Mais l’élément central de l’album et la colonne vertébrale de cette formation octogonale, c’est Maître Gims. Rappeur tout-terrain, vocaliste impressionnant, il rend naturels tous les grands écarts entre sa bande de potes et la bande FM. Sa maîtrise vocale n’est pas une surprise. Dans le pré-album du groupe, « L’écrasement de tête », il signait déjà des mélodies séduisantes et imaginatives (‘Routine’). Pour « Les points vitaux », il enfile les phrases chantées comme des perles – écoutez par exemple les mots simples et terribles qu’il place à la fin de ‘J’ai pas les loves’. Il va être intéressant de voir quelle trajectoire empruntera cet interprète intense qui, par instant, semble déjà avoir fait son choix : dans ‘Rien ne t’appartient’, réflexion un peu mièvre sur les futilités de l’existence, on a l’impression que son chanteur de variété intérieur se débat pour sortir de son corps de rappeur. Il n’est pas le seul talent de la Sexion, bien sûr – le fou-furieux Black M le talonne – mais sans lui, le groupe perd une bonne partie de son attrait.

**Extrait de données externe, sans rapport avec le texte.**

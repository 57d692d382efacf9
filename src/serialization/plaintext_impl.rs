//! Tab-separated dump of a spelling dictionary.
//!
//! # Format
//!
//! One line per `(key, spelling)` pair, five tab-separated fields:
//!
//! ```text
//! key      spelling  type  credibility  tips
//! ni       ni        -     1
//!          nyi       ?     -0.6931471805599453
//! zhong    zhong     -     0
//! ```
//!
//! The key is written only on its first line and left empty on the
//! following ones. `type` is one of `- a c ? !` (see
//! [`SpellingType::SYMBOLS`]). Keys appear in ascending order, spellings in
//! their recorded order. Keys without spellings produce no lines.
//!
//! # Example
//!
//! ```rust,ignore
//! use spelling_algebra::prelude::*;
//! use std::fs::File;
//!
//! let script = Script::from_syllables(["ni", "hao"]);
//! ScriptDumper::dump(&script, File::create("script.txt")?)?;
//! let loaded = ScriptDumper::load(File::open("script.txt")?)?;
//! ```

use std::fs::File;
use std::io::{BufRead, BufReader, BufWriter, Read, Write};
use std::path::Path;

use super::ScriptFormatError;
use crate::algebra::script::Script;
use crate::algebra::spelling::{Spelling, SpellingProperties, SpellingType};

/// Plain text dumper for [`Script`]s.
pub struct ScriptDumper;

impl ScriptDumper {
    /// Write `script` to `writer`.
    pub fn dump<W: Write>(script: &Script, mut writer: W) -> Result<(), ScriptFormatError> {
        for (key, spellings) in script {
            let mut first = true;
            for s in spellings {
                writeln!(
                    writer,
                    "{}\t{}\t{}\t{}\t{}",
                    if first { key.as_str() } else { "" },
                    s.text,
                    s.properties.kind.symbol(),
                    s.properties.credibility,
                    s.properties.tips
                )?;
                first = false;
            }
        }
        writer.flush()?;
        Ok(())
    }

    /// Write `script` to a file, creating or truncating it.
    pub fn dump_to_path<P: AsRef<Path>>(script: &Script, path: P) -> Result<(), ScriptFormatError> {
        let file = File::create(path)?;
        Self::dump(script, BufWriter::new(file))
    }

    /// Read a dump back into a [`Script`].
    ///
    /// Blank lines are skipped. Repeated spellings under one key are merged.
    pub fn load<R: Read>(reader: R) -> Result<Script, ScriptFormatError> {
        let mut script = Script::new();
        let mut current: Option<String> = None;

        for (i, line) in BufReader::new(reader).lines().enumerate() {
            let line_no = i + 1;
            let line = line?;
            let line = line.trim_end_matches('\r');
            if line.is_empty() {
                continue;
            }

            let fields: Vec<&str> = line.split('\t').collect();
            if fields.len() != 5 {
                return Err(ScriptFormatError::FieldCount {
                    line: line_no,
                    found: fields.len(),
                });
            }

            if !fields[0].is_empty() {
                current = Some(fields[0].to_string());
            }
            let key = current
                .as_deref()
                .ok_or(ScriptFormatError::MissingKey { line: line_no })?;

            let spelling = parse_spelling(line_no, &fields[1..])?;
            script.merge(key, &SpellingProperties::default(), &[spelling]);
        }

        Ok(script)
    }

    /// Read a dump from a file.
    pub fn load_from_path<P: AsRef<Path>>(path: P) -> Result<Script, ScriptFormatError> {
        Self::load(File::open(path)?)
    }
}

fn parse_spelling(line: usize, fields: &[&str]) -> Result<Spelling, ScriptFormatError> {
    let mut symbol = fields[1].chars();
    let kind = match (symbol.next(), symbol.next()) {
        (Some(c), None) => SpellingType::from_symbol(c),
        _ => None,
    }
    .ok_or_else(|| ScriptFormatError::UnknownType {
        line,
        symbol: fields[1].to_string(),
    })?;

    let credibility: f64 = fields[2]
        .parse()
        .map_err(|_| ScriptFormatError::Credibility {
            line,
            value: fields[2].to_string(),
        })?;

    Ok(Spelling::with_properties(
        fields[0],
        SpellingProperties::new(kind, credibility).with_tips(fields[3]),
    ))
}

/// Read one syllable per line into a [`Script`] where every syllable holds
/// its own canonical spelling.
///
/// Surrounding whitespace is trimmed and blank lines are skipped.
pub fn load_syllables<R: Read>(reader: R) -> Result<Script, ScriptFormatError> {
    let mut syllables = Vec::new();
    for line in BufReader::new(reader).lines() {
        let line = line?;
        let syllable = line.trim();
        if !syllable.is_empty() {
            syllables.push(syllable.to_string());
        }
    }
    Ok(Script::from_syllables(syllables))
}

Alors bien sûr, le tableau n’est pas parfait, loin de là. Dans le rap français, ce n’est pas une nouveauté, les cartons populaires ne font pas toujours les chefs d’œuvre. Outre le recours systématique à la pseudo-punchline en guise d’effet de manche, le contenu de l’album est à l’image du groupe : profondément hétérogène. Voilà un disque efficace et vendeur, certes, mais on zappe quand même les couplets scolaires, l’amourette-song ‘Tu l’as fait pour elle’ ou plusieurs récits à vocation réalistes qui finissent embourbés dans les poncifs (‘La drogue te donne des ailes’). Il y a également de quoi trembler à l’écoute dérangeante de certaines répliques homophobes – surtout en imaginant leurs ravages potentiels sur toute une génération de fans Facebook. Et puis il y a ce sentiment de déjà-entendu permanent qui pose une question cruciale sur l’état du rap en France : les rappeurs se répètent-ils faute d’idées neuves, ou parce que le décor alentours ne change désespérément pas ?

Autant d’enjeux pesants pour un collectif tout juste catapulté Nouveau Grand Groupe du Rap Français : comme d’autres avant elle, la Sexion d’Assaut va non seulement devoir affronter une critique cent fois plus sévère, mais aussi assumer un statut casse-gueule de symbole rap pour la ménagère et les détracteurs du genre. Reste que l’on parle ici d’une formation encore jeune qui aura, espérons-le, tout le loisir de mûrir sans se déliter. Si le jackpot de l’album ne doit pas masquer la marge de progression restante, Sexion d’Assaut a livré avec « L’école des points vitaux » un premier album bouillonnant, immature, parfois maladroit et racoleur mais doté d’un esprit de compétition salvateur et d’une énergie indéniable. C’est ce qu’on dit aussi du rap.